▶ **TASK DIRECTIONS**
Your result should be every line of the records below that contains the word "Deserialize".

*** Opening EXCERPTED DATA ***

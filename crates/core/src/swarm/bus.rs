//! # Message Bus
//!
//! Agent-to-agent messages. One bus per orchestrator, passed to every agent
//! through its context. Messages addressed to `"all"` reach every
//! subscriber; anything else only reaches the subscriber of that name.
//! Each subscriber sees messages in publish order.

use super::events::{SwarmEvent, SwarmEventKind};
use chrono::{DateTime, Utc};
use serde::{Deserialize, Serialize};
use std::sync::Mutex;
use tokio::sync::{broadcast, mpsc};

const DEFAULT_CHANNEL_CAPACITY: usize = 256;

/// Recipient that addresses every subscriber
pub const BROADCAST: &str = "all";

#[derive(Debug, Clone, Serialize, Deserialize, PartialEq)]
pub struct Message {
    pub timestamp: DateTime<Utc>,
    pub from: String,
    pub to: String,
    pub text: String,
    #[serde(default)]
    pub data: Option<serde_json::Value>,
}

impl Message {
    pub fn new(from: impl Into<String>, to: impl Into<String>, text: impl Into<String>) -> Self {
        Self {
            timestamp: Utc::now(),
            from: from.into(),
            to: to.into(),
            text: text.into(),
            data: None,
        }
    }

    pub fn broadcast(from: impl Into<String>, text: impl Into<String>) -> Self {
        Self::new(from, BROADCAST, text)
    }

    pub fn with_data(mut self, data: serde_json::Value) -> Self {
        self.data = Some(data);
        self
    }

    pub fn is_broadcast(&self) -> bool {
        self.to == BROADCAST
    }

    pub fn is_for(&self, name: &str) -> bool {
        self.is_broadcast() || self.to == name
    }
}

pub struct MessageBus {
    sender: broadcast::Sender<Message>,
    events: Mutex<Option<mpsc::Sender<SwarmEvent>>>,
}

impl MessageBus {
    pub fn new() -> Self {
        Self::with_capacity(DEFAULT_CHANNEL_CAPACITY)
    }

    pub fn with_capacity(capacity: usize) -> Self {
        let (sender, _) = broadcast::channel(capacity.max(1));
        Self {
            sender,
            events: Mutex::new(None),
        }
    }

    /// Also forward every published message to the UI sink as `MessagePosted`
    pub fn forward_to(&self, tx: mpsc::Sender<SwarmEvent>) {
        *self.events.lock().unwrap_or_else(|e| e.into_inner()) = Some(tx);
    }

    pub fn subscribe(&self, name: impl Into<String>) -> BusReceiver {
        BusReceiver {
            name: name.into(),
            receiver: self.sender.subscribe(),
        }
    }

    /// Publish a message. Returns how many subscribers were listening.
    pub fn publish(&self, message: Message) -> usize {
        tracing::debug!(from = %message.from, to = %message.to, "Bus message");

        if let Some(tx) = self
            .events
            .lock()
            .unwrap_or_else(|e| e.into_inner())
            .as_ref()
        {
            let event = SwarmEvent::new(SwarmEventKind::MessagePosted, &message.from).with_data(
                serde_json::json!({
                    "to": message.to,
                    "text": message.text,
                }),
            );
            // Publishing is synchronous; a full UI channel drops the event
            let _ = tx.try_send(event);
        }

        // No subscribers is not an error
        self.sender.send(message).unwrap_or(0)
    }

    pub fn subscriber_count(&self) -> usize {
        self.sender.receiver_count()
    }
}

impl Default for MessageBus {
    fn default() -> Self {
        Self::new()
    }
}

/// A named subscription that only yields messages addressed to it
pub struct BusReceiver {
    name: String,
    receiver: broadcast::Receiver<Message>,
}

impl BusReceiver {
    pub fn name(&self) -> &str {
        &self.name
    }

    /// Next message for this subscriber, `None` once the bus is gone
    pub async fn recv(&mut self) -> Option<Message> {
        loop {
            match self.receiver.recv().await {
                Ok(msg) if msg.is_for(&self.name) => return Some(msg),
                Ok(_) => continue,
                Err(broadcast::error::RecvError::Lagged(skipped)) => {
                    tracing::warn!(subscriber = %self.name, skipped, "Bus subscriber lagged");
                }
                Err(broadcast::error::RecvError::Closed) => return None,
            }
        }
    }

    /// Next already-published message for this subscriber, if any
    pub fn try_recv(&mut self) -> Option<Message> {
        loop {
            match self.receiver.try_recv() {
                Ok(msg) if msg.is_for(&self.name) => return Some(msg),
                Ok(_) => continue,
                Err(broadcast::error::TryRecvError::Lagged(skipped)) => {
                    tracing::warn!(subscriber = %self.name, skipped, "Bus subscriber lagged");
                }
                Err(_) => return None,
            }
        }
    }
}
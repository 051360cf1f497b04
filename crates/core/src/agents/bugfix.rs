//! # Bug Hunter
//!
//! Looks for defects in the current source and answers with a fix or
//! `NO_BUGS_FOUND`.

use super::{render_files, render_task, AgentKind, WorkerAgent, WorkerInput};

pub struct BugfixAgent;

impl WorkerAgent for BugfixAgent {
    fn kind(&self) -> AgentKind {
        AgentKind::Bugfix
    }

    fn prompt(&self, input: &WorkerInput) -> String {
        format!(
            "Current task (for context):\n{}\n\nSource files:\n{}\nFind and fix bugs.",
            render_task(&input.task),
            render_files(&input.files)
        )
    }
}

*** Closing EXCERPTED DATA ***

▶ **RESPONSE TO THE TASK**
use serde::{Deserialize, Serialize};
#[derive(Debug, Clone, Serialize, Deserialize, PartialEq)]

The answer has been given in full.